Без всяких церемоний она усадила меня на кровать, расстегнула ремень и стянула брюки. Ее профессионально точные движения ничуть не смущали меня. Сара присела на кровать.
— Ложись на спину, — сказала она.
Сара осмотрела мою ногу, нажимая пальцами на какие-то линии и точки, которые что-то ей говорили. Всякий раз она спрашивала: «Тут больно?» — и когда я отвечал «да» или «нет», кивала. Это было что-то среднее между осмотром и лаской. Каждое прикосновение заканчивалось тем, что ее пальцы задерживались на моей коже. Раз или два она почти гладила меня. Я закрыл глаза и стал думать о ее пальцах на моей ноге, проверяющих то выше, то ниже, сгибающих ногу, проводящих по внутренней мышце бедра.
Сара задержала кончики пальцев чуть выше бедра.
— Только ушибы, — негромко сказала она. — Переломов и растяжений нет.
— Хорошо.
— Хорошо, — прошептала она.
Мне вдруг стало неловко. Мои штаны лежали на кровати слева от Сары. Я потянулся к брюкам, подумав: «Сара может решить, что я лезу к ней с объятиями». Она взяла мою руку и положила на полотенце у себя на груди. Ее пальцы пробрались в мои волосы на затылке. Сара притянула меня к себе и поцеловала. Ее губы были мягкие, еще влажные после душа. Они открылись, и я ощутил мягкое прикосновение ее языка. Сара отстранилась и поглядела на меня.

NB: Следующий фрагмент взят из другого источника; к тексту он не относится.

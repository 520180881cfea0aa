use crate::errors::AppResult;
use crate::models::parameter::Parameter;
use rusqlite::{Connection, OptionalExtension, Result, Row, params};

pub fn map_row(row: &Row) -> Result<Parameter> {
    Ok(Parameter {
        id: row.get("id")?,
        key: row.get("key")?,
        value: row.get("value")?,
    })
}

pub fn set_param(conn: &Connection, key: &str, value: &str) -> AppResult<()> {
    conn.execute(
        "INSERT INTO parametros (key, value) VALUES (?1, ?2)
         ON CONFLICT(key) DO UPDATE SET value = excluded.value",
        params![key, value],
    )?;
    Ok(())
}

pub fn get_param(conn: &Connection, key: &str) -> AppResult<Option<String>> {
    let mut stmt = conn.prepare("SELECT value FROM parametros WHERE key = ?1")?;
    Ok(stmt.query_row([key], |row| row.get(0)).optional()?)
}

pub fn list_params(conn: &Connection) -> AppResult<Vec<Parameter>> {
    let mut stmt = conn.prepare("SELECT * FROM parametros ORDER BY key ASC")?;
    let rows = stmt.query_map([], map_row)?;

    let mut out = Vec::new();
    for r in rows {
        out.push(r?);
    }
    Ok(out)
}
use predicates::str::contains;

mod common;
use common::{cf, setup_test_db};

fn add_user(db_path: &str) {
    cf().args(["--db", db_path, "--test", "init"])
        .assert()
        .success();

    cf().args([
        "--db",
        db_path,
        "--test",
        "auth",
        "add-user",
        "--email",
        "admin@acme.test",
        "--password",
        "s3cret-pw",
        "--name",
        "Admin",
    ])
    .assert()
    .success()
    .stdout(contains("Account created for admin@acme.test"));
}

#[test]
fn test_login_whoami_logout_cycle() {
    let db_path = setup_test_db("auth_cycle");
    add_user(&db_path);

    cf().args(["--db", &db_path, "--test", "auth", "whoami"])
        .assert()
        .success()
        .stdout(contains("No active session."));

    cf().args([
        "--db", &db_path, "--test", "auth", "login", "--email", "admin@acme.test",
        "--password", "s3cret-pw",
    ])
    .assert()
    .success()
    .stdout(contains("Session opened for admin@acme.test"))
    .stdout(contains("Signed in as Admin (admin@acme.test)"));

    // The session survives across invocations.
    cf().args(["--db", &db_path, "--test", "auth", "whoami"])
        .assert()
        .success()
        .stdout(contains("Admin <admin@acme.test>"));

    cf().args(["--db", &db_path, "--test", "auth", "logout"])
        .assert()
        .success()
        .stdout(contains("Session closed"))
        .stdout(contains("Signed out."));

    cf().args(["--db", &db_path, "--test", "auth", "whoami"])
        .assert()
        .success()
        .stdout(contains("No active session."));
}

#[test]
fn test_login_wrong_password_rejected() {
    let db_path = setup_test_db("auth_wrong_pw");
    add_user(&db_path);

    cf().args([
        "--db", &db_path, "--test", "auth", "login", "--email", "admin@acme.test",
        "--password", "wrong",
    ])
    .assert()
    .failure()
    .stderr(contains("Invalid credentials"));
}

#[test]
fn test_login_unknown_email_rejected() {
    let db_path = setup_test_db("auth_unknown_email");
    add_user(&db_path);

    cf().args([
        "--db", &db_path, "--test", "auth", "login", "--email", "ghost@acme.test",
        "--password", "s3cret-pw",
    ])
    .assert()
    .failure()
    .stderr(contains("Invalid credentials"));
}

#[test]
fn test_logout_without_session_fails() {
    let db_path = setup_test_db("auth_no_session");
    add_user(&db_path);

    cf().args(["--db", &db_path, "--test", "auth", "logout"])
        .assert()
        .failure()
        .stderr(contains("No active session"));
}

#[test]
fn test_duplicate_user_rejected() {
    let db_path = setup_test_db("auth_dup_user");
    add_user(&db_path);

    cf().args([
        "--db",
        &db_path,
        "--test",
        "auth",
        "add-user",
        "--email",
        "admin@acme.test",
        "--password",
        "other",
        "--name",
        "Clone",
    ])
    .assert()
    .failure()
    .stderr(contains("Duplicate value: user 'admin@acme.test'"));
}

#[test]
fn test_failures_become_notifications() {
    let db_path = setup_test_db("auth_notify");
    add_user(&db_path);

    cf().args([
        "--db", &db_path, "--test", "auth", "login", "--email", "admin@acme.test",
        "--password", "wrong",
    ])
    .assert()
    .failure();

    cf().args(["--db", &db_path, "--test", "notify", "--unread"])
        .assert()
        .success()
        .stdout(contains("Invalid credentials"));

    cf().args(["--db", &db_path, "--test", "notify", "--mark-read"])
        .assert()
        .success();

    cf().args(["--db", &db_path, "--test", "notify", "--unread"])
        .assert()
        .success()
        .stdout(contains("No notifications."));
}
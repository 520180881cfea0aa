//! Session-based authentication.
//!
//! Session state is owned by `AuthService` and change notification goes
//! through explicit subscribe/unsubscribe registration, not shared
//! mutable globals. The active token lives in `sessoes` plus a pointer
//! file next to the database, so separate CLI invocations share the
//! signed-in session.

use crate::db::users;
use crate::errors::{AppError, AppResult};
use argon2::password_hash::{PasswordHash, PasswordHasher, PasswordVerifier, SaltString, rand_core::OsRng};
use argon2::Argon2;
use rusqlite::Connection;
use std::fs;
use std::path::PathBuf;

pub fn hash_password(password: &str) -> AppResult<String> {
    let salt = SaltString::generate(&mut OsRng);
    Argon2::default()
        .hash_password(password.as_bytes(), &salt)
        .map(|h| h.to_string())
        .map_err(|e| AppError::PasswordHash(e.to_string()))
}

pub fn verify_password(password: &str, hash: &str) -> AppResult<bool> {
    let parsed = PasswordHash::new(hash).map_err(|e| AppError::PasswordHash(e.to_string()))?;
    Ok(Argon2::default()
        .verify_password(password.as_bytes(), &parsed)
        .is_ok())
}

#[derive(Debug, Clone)]
pub enum AuthEvent {
    SignedIn { email: String },
    SignedOut,
}

#[derive(Debug, Clone)]
pub struct SessionState {
    pub token: String,
    pub email: String,
    pub name: String,
}

type Listener = Box<dyn Fn(&AuthEvent)>;

pub struct AuthService {
    session_file: PathBuf,
    listeners: Vec<(usize, Listener)>,
    next_listener_id: usize,
}

impl AuthService {
    /// The pointer file is keyed to the database path so different
    /// databases (e.g. test databases) have independent sessions.
    pub fn new(database: &str) -> Self {
        Self {
            session_file: PathBuf::from(format!("{database}.session")),
            listeners: Vec::new(),
            next_listener_id: 0,
        }
    }

    /// Register an auth-state listener; returns the id to unsubscribe.
    pub fn subscribe(&mut self, f: impl Fn(&AuthEvent) + 'static) -> usize {
        let id = self.next_listener_id;
        self.next_listener_id += 1;
        self.listeners.push((id, Box::new(f)));
        id
    }

    pub fn unsubscribe(&mut self, id: usize) -> bool {
        let before = self.listeners.len();
        self.listeners.retain(|(lid, _)| *lid != id);
        self.listeners.len() != before
    }

    fn emit(&self, event: &AuthEvent) {
        for (_, f) in &self.listeners {
            f(event);
        }
    }

    pub fn sign_in(
        &mut self,
        conn: &Connection,
        email: &str,
        password: &str,
    ) -> AppResult<SessionState> {
        let user = users::find_by_email(conn, email)?.ok_or(AppError::InvalidCredentials)?;

        if !verify_password(password, &user.password_hash)? {
            return Err(AppError::InvalidCredentials);
        }

        let token = SaltString::generate(&mut OsRng).as_str().to_string();
        users::create_session(conn, &token, user.id)?;
        fs::write(&self.session_file, &token)?;

        let state = SessionState {
            token,
            email: user.email.clone(),
            name: user.name,
        };

        self.emit(&AuthEvent::SignedIn { email: user.email });

        Ok(state)
    }

    pub fn sign_out(&mut self, conn: &Connection) -> AppResult<()> {
        let token = self.stored_token().ok_or(AppError::NoSession)?;

        users::delete_session(conn, &token)?;
        fs::remove_file(&self.session_file).ok();

        self.emit(&AuthEvent::SignedOut);
        Ok(())
    }

    /// Session retrieval: the current session, if any.
    pub fn session(&self, conn: &Connection) -> AppResult<Option<SessionState>> {
        let Some(token) = self.stored_token() else {
            return Ok(None);
        };

        match users::find_session(conn, &token)? {
            Some((session, user)) => Ok(Some(SessionState {
                token: session.token,
                email: user.email,
                name: user.name,
            })),
            // Stale pointer file (session row deleted elsewhere).
            None => {
                fs::remove_file(&self.session_file).ok();
                Ok(None)
            }
        }
    }

    fn stored_token(&self) -> Option<String> {
        fs::read_to_string(&self.session_file)
            .ok()
            .map(|s| s.trim().to_string())
            .filter(|s| !s.is_empty())
    }
}
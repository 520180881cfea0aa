//! Manual-entry template: a CSV skeleton users fill in and feed back
//! through `import --csv`.

use crate::errors::{AppError, AppResult};
use crate::export::notify_export_success;
use std::io;
use std::path::Path;

pub const TEMPLATE_HEADERS: [&str; 10] = [
    "Matricula", "Data", "Entrada1", "Saida1", "Entrada2", "Saida2", "Entrada3", "Saida3",
    "Entrada4", "Saida4",
];

pub fn write_template(path: &Path) -> AppResult<()> {
    let mut wtr = csv::Writer::from_path(path)
        .map_err(|e| AppError::from(io::Error::other(format!("CSV open error: {e}"))))?;

    wtr.write_record(TEMPLATE_HEADERS)
        .map_err(|e| AppError::from(io::Error::other(format!("CSV write error: {e}"))))?;

    // One example row so the expected formats are visible.
    wtr.write_record([
        "100", "2024-01-15", "08:00", "12:00", "13:00", "17:00", "", "", "", "",
    ])
    .map_err(|e| AppError::from(io::Error::other(format!("CSV write error: {e}"))))?;

    wtr.flush()
        .map_err(|e| AppError::from(io::Error::other(format!("CSV flush error: {e}"))))?;

    notify_export_success("Template", path);
    Ok(())
}
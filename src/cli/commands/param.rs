use crate::cli::parser::{Commands, ParamAction};
use crate::config::Config;
use crate::db::parameters;
use crate::db::pool::DbPool;
use crate::errors::AppResult;
use crate::ui::messages::{success, warning};

pub fn handle(cmd: &Commands, cfg: &Config) -> AppResult<()> {
    if let Commands::Param { action } = cmd {
        let pool = DbPool::new(&cfg.database)?;

        match action {
            ParamAction::Set { key, value } => {
                parameters::set_param(&pool.conn, key, value)?;
                success(format!("Parameter '{}' set.", key));
            }

            ParamAction::List => {
                let list = parameters::list_params(&pool.conn)?;
                if list.is_empty() {
                    warning("No parameters set.");
                    return Ok(());
                }
                for p in &list {
                    println!("{} = {}", p.key, p.value);
                }
            }
        }
    }
    Ok(())
}
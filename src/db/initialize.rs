use crate::db::migrate::run_pending_migrations;
use crate::errors::AppResult;
use rusqlite::Connection;

/// Initialize the database. Schema creation and upgrades are owned
/// entirely by the migration engine.
pub fn init_db(conn: &Connection) -> AppResult<()> {
    run_pending_migrations(conn)?;
    Ok(())
}
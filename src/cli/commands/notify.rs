use crate::cli::parser::Commands;
use crate::config::Config;
use crate::db::notifications;
use crate::db::pool::DbPool;
use crate::errors::AppResult;
use crate::ui::messages::{success, warning};
use ansi_term::Colour;

/// Color per operation family in the notification listing.
fn color_for_operation(op: &str) -> Colour {
    match op {
        "error" => Colour::Red,
        "import" | "login" => Colour::Green,
        "import_warning" => Colour::Yellow,
        "migration_applied" => Colour::Purple,
        "init" => Colour::RGB(255, 153, 51),
        op if op.ends_with("_del") => Colour::Red,
        op if op.ends_with("_add") => Colour::Green,
        op if op.ends_with("_edit") => Colour::Yellow,
        _ => Colour::White,
    }
}

pub fn handle(cmd: &Commands, cfg: &Config) -> AppResult<()> {
    if let Commands::Notify {
        print,
        unread,
        mark_read,
    } = cmd
    {
        let pool = DbPool::new(&cfg.database)?;

        if *mark_read {
            let n = notifications::mark_all_read(&pool.conn)?;
            success(format!("{} notification(s) marked as read.", n));
            return Ok(());
        }

        if *print || *unread {
            let list = notifications::list_notifications(&pool.conn, *unread)?;
            if list.is_empty() {
                warning("No notifications.");
                return Ok(());
            }

            for n in &list {
                let colour = color_for_operation(&n.operation);
                let op_target = if n.target.is_empty() {
                    n.operation.clone()
                } else {
                    format!("{} ({})", n.operation, n.target)
                };
                let marker = if n.read { " " } else { "•" };

                println!(
                    "{} {:>4}  {}  {}  {}",
                    marker,
                    n.id,
                    n.date,
                    colour.paint(format!("{op_target:<24}")),
                    n.message
                );
            }
        } else {
            warning("Nothing to do: specify --print, --unread or --mark-read.");
        }
    }
    Ok(())
}
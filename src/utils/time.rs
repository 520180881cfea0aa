//! Time utilities: parsing HH:MM strings from CLI arguments and files.

use crate::errors::{AppError, AppResult};
use chrono::NaiveTime;

pub fn parse_time(t: &str) -> Option<NaiveTime> {
    NaiveTime::parse_from_str(t, "%H:%M").ok()
}

pub fn parse_optional_time(input: Option<&String>) -> AppResult<Option<NaiveTime>> {
    if let Some(s) = input {
        let t = parse_time(s).ok_or_else(|| AppError::InvalidTime(s.to_string()))?;
        Ok(Some(t))
    } else {
        Ok(None)
    }
}

/// Parse a comma-separated list of punch times ("08:00,12:00,13:00,17:00").
/// Empty segments are allowed and skipped.
pub fn parse_time_list(input: &str) -> AppResult<Vec<NaiveTime>> {
    let mut out = Vec::new();
    for raw in input.split(',') {
        let raw = raw.trim();
        if raw.is_empty() {
            continue;
        }
        let t = parse_time(raw).ok_or_else(|| AppError::InvalidTime(raw.to_string()))?;
        out.push(t);
    }
    Ok(out)
}
use crate::cli::parser::{Commands, CompanyAction};
use crate::config::Config;
use crate::db::pool::DbPool;
use crate::db::{companies, notifications};
use crate::errors::{AppError, AppResult};
use crate::ui::messages::{success, warning};
use crate::utils::table::Table;

pub fn handle(cmd: &Commands, cfg: &Config) -> AppResult<()> {
    if let Commands::Company { action } = cmd {
        let pool = DbPool::new(&cfg.database)?;

        match action {
            CompanyAction::Add { name, cnpj } => {
                let id = companies::insert_company(&pool.conn, name, cnpj.as_deref())?;
                notifications::notify(&pool.conn, "company_add", name, "Company created")?;
                success(format!("Company '{}' created (id {}).", name, id));
            }

            CompanyAction::List => {
                let list = companies::list_companies(&pool.conn)?;
                if list.is_empty() {
                    warning("No companies registered.");
                    return Ok(());
                }

                let mut table = Table::new(&["ID", "Name", "CNPJ"]);
                for c in &list {
                    table.add_row(vec![
                        c.id.to_string(),
                        c.name.clone(),
                        c.cnpj.clone().unwrap_or_else(|| "-".to_string()),
                    ]);
                }
                print!("{}", table.render());
            }

            CompanyAction::Set { id, name, cnpj } => {
                companies::update_company(&pool.conn, *id, name.as_deref(), cnpj.as_deref())?;
                notifications::notify(
                    &pool.conn,
                    "company_edit",
                    &id.to_string(),
                    "Company updated",
                )?;
                success(format!("Company {} updated.", id));
            }

            CompanyAction::Del { id } => {
                let n = companies::delete_company(&pool.conn, *id)?;
                if n == 0 {
                    return Err(AppError::NotFound {
                        entity: "company",
                        key: id.to_string(),
                    });
                }
                notifications::notify(
                    &pool.conn,
                    "company_del",
                    &id.to_string(),
                    "Company deleted",
                )?;
                success(format!("Company {} deleted.", id));
            }
        }
    }
    Ok(())
}
use chrono::NaiveTime;
use serde::Serialize;

/// A work shift (`turnos` collection). Parent company/cost-center are
/// optional: a shift without them applies across the whole account.
#[derive(Debug, Clone, Serialize)]
pub struct Shift {
    pub id: i64,
    pub company_id: Option<i64>,
    pub cost_center_id: Option<i64>,
    pub name: String,
    pub clock_in: Option<NaiveTime>,  // ⇔ turnos.clock_in (TEXT "HH:MM")
    pub clock_out: Option<NaiveTime>, // ⇔ turnos.clock_out (TEXT "HH:MM")
}

impl Shift {
    pub fn window_str(&self) -> String {
        match (self.clock_in, self.clock_out) {
            (Some(i), Some(o)) => format!("{} - {}", i.format("%H:%M"), o.format("%H:%M")),
            (Some(i), None) => format!("{} -", i.format("%H:%M")),
            (None, Some(o)) => format!("- {}", o.format("%H:%M")),
            (None, None) => "-".to_string(),
        }
    }
}
//! ClockFlow library root.
//! Exposes CLI parser, high-level run() function, and internal modules.

pub mod cli;
pub mod config;
pub mod core;
pub mod db;
pub mod errors;
pub mod export;
pub mod models;
pub mod storage;
pub mod ui;
pub mod utils;

use clap::Parser;
use cli::parser::{Cli, Commands};
use config::Config;
use errors::AppResult;

/// Central command dispatcher
pub fn dispatch(cli: &Cli, cfg: &Config) -> AppResult<()> {
    match &cli.command {
        Commands::Init => cli::commands::init::handle(cli),
        Commands::Config { .. } => cli::commands::config::handle(&cli.command, cfg),
        Commands::Db { .. } => cli::commands::db::handle(&cli.command, cfg),
        Commands::Auth { .. } => cli::commands::auth::handle(&cli.command, cfg),
        Commands::Company { .. } => cli::commands::company::handle(&cli.command, cfg),
        Commands::CostCenter { .. } => cli::commands::cost_center::handle(&cli.command, cfg),
        Commands::Shift { .. } => cli::commands::shift::handle(&cli.command, cfg),
        Commands::Employee { .. } => cli::commands::employee::handle(&cli.command, cfg),
        Commands::Punch { .. } => cli::commands::punch::handle(&cli.command, cfg),
        Commands::Import { .. } => cli::commands::import::handle(&cli.command, cfg),
        Commands::Export { .. } => cli::commands::export::handle(&cli.command, cfg),
        Commands::Notify { .. } => cli::commands::notify::handle(&cli.command, cfg),
        Commands::Param { .. } => cli::commands::param::handle(&cli.command, cfg),
        Commands::Backup { .. } => cli::commands::backup::handle(&cli.command, cfg),
    }
}

/// Entry point used by main.rs
pub fn run() -> AppResult<()> {
    let cli = Cli::parse();

    let mut cfg = Config::load();

    // Apply database override from the command line
    if let Some(custom_db) = &cli.db {
        cfg.database = custom_db.clone();
    }

    let result = dispatch(&cli, &cfg);

    // Every failure is also surfaced as an unread notification.
    // Best effort: the database itself may be the failing part.
    if let Err(e) = &result
        && let Ok(pool) = db::pool::DbPool::new(&cfg.database)
    {
        let _ = db::notifications::notify(&pool.conn, "error", "", &e.to_string());
    }

    result
}
use crate::export::ExportFormat;
use clap::{Parser, Subcommand};

/// Command-line interface definition for ClockFlow
/// Time-and-attendance administration over SQLite
#[derive(Parser)]
#[command(
    name = "clockflow",
    version = env!("CARGO_PKG_VERSION"),
    about = "Time-and-attendance administration: companies, employees, shifts, cost centers and punch records",
    long_about = None
)]
pub struct Cli {
    /// Override database path (useful for tests or custom DB)
    #[arg(global = true, long = "db")]
    pub db: Option<String>,

    /// Run in test mode (no config file update)
    #[arg(global = true, long = "test", hide = true)]
    pub test: bool,

    #[command(subcommand)]
    pub command: Commands,
}

#[derive(Subcommand)]
pub enum Commands {
    /// Initialize the database and configuration
    Init,

    /// Inspect the configuration file
    Config {
        #[arg(long = "print", help = "Print the current configuration file")]
        print_config: bool,
    },

    /// Manage the database (migrations, integrity checks, etc.)
    Db {
        #[arg(long = "migrate", help = "Run pending database migrations")]
        migrate: bool,

        #[arg(long = "check", help = "Check database integrity")]
        check: bool,

        #[arg(long = "vacuum", help = "Optimize the database using VACUUM")]
        vacuum: bool,

        #[arg(long = "info", help = "Show database information")]
        info: bool,
    },

    /// Sign in/out and manage accounts
    Auth {
        #[command(subcommand)]
        action: AuthAction,
    },

    /// Manage companies
    Company {
        #[command(subcommand)]
        action: CompanyAction,
    },

    /// Manage cost centers
    #[command(name = "cost-center")]
    CostCenter {
        #[command(subcommand)]
        action: CostCenterAction,
    },

    /// Manage work shifts
    Shift {
        #[command(subcommand)]
        action: ShiftAction,
    },

    /// Manage employees
    Employee {
        #[command(subcommand)]
        action: EmployeeAction,
    },

    /// Manage punch records
    Punch {
        #[command(subcommand)]
        action: PunchAction,
    },

    /// Import punch records from a report or CSV file
    Import {
        /// Plain-text punch report to import
        #[arg(long = "report", value_name = "FILE", conflicts_with_all = ["csv", "template"])]
        report: Option<String>,

        /// Manual-entry CSV file to import
        #[arg(long = "csv", value_name = "FILE", conflicts_with = "template")]
        csv: Option<String>,

        /// Write the manual-entry CSV template to FILE instead of importing
        #[arg(long = "template", value_name = "FILE")]
        template: Option<String>,
    },

    /// Export punch records
    Export {
        #[arg(long, value_enum, default_value = "csv")]
        format: ExportFormat,

        #[arg(long, value_name = "FILE")]
        file: String,

        #[arg(
            long,
            value_name = "RANGE",
            help = "Filter export by year/month/day or a custom range (YYYY, YYYY-MM, YYYY-MM-DD, start:end, all)"
        )]
        range: Option<String>,

        #[arg(long, short = 'f')]
        force: bool,
    },

    /// Print or manage notifications
    Notify {
        #[arg(long = "print", help = "Print notifications")]
        print: bool,

        #[arg(long = "unread", help = "Only unread notifications")]
        unread: bool,

        #[arg(long = "mark-read", help = "Mark all notifications as read")]
        mark_read: bool,
    },

    /// Manage application parameters
    Param {
        #[command(subcommand)]
        action: ParamAction,
    },

    /// Create a backup copy of the database
    Backup {
        #[arg(long, value_name = "FILE")]
        file: String,

        #[arg(long)]
        compress: bool,

        #[arg(long, short = 'f')]
        force: bool,
    },
}

#[derive(Subcommand)]
pub enum AuthAction {
    /// Sign in with email and password
    Login {
        #[arg(long)]
        email: String,

        #[arg(long)]
        password: String,
    },

    /// Sign out of the active session
    Logout,

    /// Show the active session
    Whoami,

    /// Create an account
    #[command(name = "add-user")]
    AddUser {
        #[arg(long)]
        email: String,

        #[arg(long)]
        password: String,

        #[arg(long)]
        name: String,
    },
}

#[derive(Subcommand)]
pub enum CompanyAction {
    /// Add a company
    Add {
        #[arg(long)]
        name: String,

        #[arg(long)]
        cnpj: Option<String>,
    },

    /// List companies
    List,

    /// Update a company
    Set {
        #[arg(long)]
        id: i64,

        #[arg(long)]
        name: Option<String>,

        #[arg(long)]
        cnpj: Option<String>,
    },

    /// Delete a company by id
    Del {
        #[arg(long)]
        id: i64,
    },
}

#[derive(Subcommand)]
pub enum CostCenterAction {
    /// Add a cost center to a company
    Add {
        #[arg(long = "company-id")]
        company_id: i64,

        #[arg(long)]
        name: String,
    },

    /// List cost centers
    List {
        #[arg(long = "company-id")]
        company_id: Option<i64>,
    },

    /// Delete a cost center by id
    Del {
        #[arg(long)]
        id: i64,
    },
}

#[derive(Subcommand)]
pub enum ShiftAction {
    /// Add a shift
    Add {
        #[arg(long)]
        name: String,

        #[arg(long = "company-id")]
        company_id: Option<i64>,

        #[arg(long = "cost-center-id")]
        cost_center_id: Option<i64>,

        #[arg(long = "in", help = "Shift clock-in time (HH:MM)")]
        clock_in: Option<String>,

        #[arg(long = "out", help = "Shift clock-out time (HH:MM)")]
        clock_out: Option<String>,
    },

    /// List shifts
    List,

    /// Delete a shift by id
    Del {
        #[arg(long)]
        id: i64,
    },
}

#[derive(Subcommand)]
pub enum EmployeeAction {
    /// Add an employee
    Add {
        #[arg(long)]
        matricula: String,

        #[arg(long)]
        name: String,

        #[arg(long = "company-id")]
        company_id: i64,

        #[arg(long = "cost-center-id")]
        cost_center_id: i64,

        #[arg(long = "shift-id")]
        shift_id: Option<i64>,
    },

    /// List employees (cascading filters)
    List {
        #[arg(long = "company")]
        company: Option<i64>,

        #[arg(long = "cost-center")]
        cost_center: Option<i64>,

        #[arg(long = "shift")]
        shift: Option<i64>,
    },

    /// Update an employee
    Set {
        #[arg(long)]
        id: i64,

        #[arg(long)]
        name: Option<String>,

        #[arg(long = "cost-center-id")]
        cost_center_id: Option<i64>,

        #[arg(long = "shift-id")]
        shift_id: Option<i64>,
    },

    /// Delete an employee by id
    Del {
        #[arg(long)]
        id: i64,
    },

    /// Manage the employee photo (stored as <matricula>.jpg)
    Photo {
        #[arg(long)]
        matricula: String,

        /// Upload this file as the employee photo
        #[arg(long, value_name = "FILE")]
        file: Option<String>,

        /// Check whether a photo is stored
        #[arg(long, conflicts_with = "file")]
        check: bool,

        /// Print the stored photo path
        #[arg(long, conflicts_with_all = ["file", "check"])]
        path: bool,
    },
}

#[derive(Subcommand)]
pub enum PunchAction {
    /// Add a punch record manually
    Add {
        #[arg(long)]
        matricula: String,

        /// Date (YYYY-MM-DD)
        #[arg(long)]
        date: String,

        /// Comma-separated punch times, up to eight ("08:00,12:00,13:00,17:00")
        #[arg(long)]
        times: String,
    },

    /// List punch records (cascading filters)
    List {
        #[arg(
            long,
            short,
            help = "Filter by year/month/day or a custom range (YYYY, YYYY-MM, YYYY-MM-DD, start:end, all)"
        )]
        period: Option<String>,

        #[arg(long = "company")]
        company: Option<i64>,

        #[arg(long = "cost-center")]
        cost_center: Option<i64>,

        #[arg(long = "shift")]
        shift: Option<i64>,

        #[arg(long = "employee")]
        employee: Option<i64>,
    },

    /// Delete a punch record by id
    Del {
        #[arg(long)]
        id: i64,
    },
}

#[derive(Subcommand)]
pub enum ParamAction {
    /// Set a parameter
    Set {
        key: String,
        value: String,
    },

    /// List parameters
    List,
}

— Я волновалась за тебя, — сказала она.
Я попытался заговорить, рассказать о том, что не давало мне покоя, но не смог выдавить ни слова. Она с тревогой вглядывалась в меня. Я мягко взял ее за подбородок и приподнял его, чтобы наши взгляды встретились.
— Сара, в тоннелях я кое-что понял.
— Что?
Я сказал ей, что вчера вечером впервые в жизни понял, что значит бояться смерти. Я уже терял любимых людей, но чувствовал лишь боль утраты. Смерть оставалась отвлеченным понятием. Я не представлял, что это может случиться и со мной. Год назад, в зеркале, я увидел у себя первый седой волосок. Я выдернул его и осмотрел не то чтобы со страхом, скорее, кто-то дернул во мне какую-то струну, и неровная вибрация разошлась по всему телу. Сегодня все было гораздо сильнее. Теперь я знал, что имел в виду отец, говоря о своем пятидесятилетии. Я жил в постоянном остром страхе перед настоящим старением.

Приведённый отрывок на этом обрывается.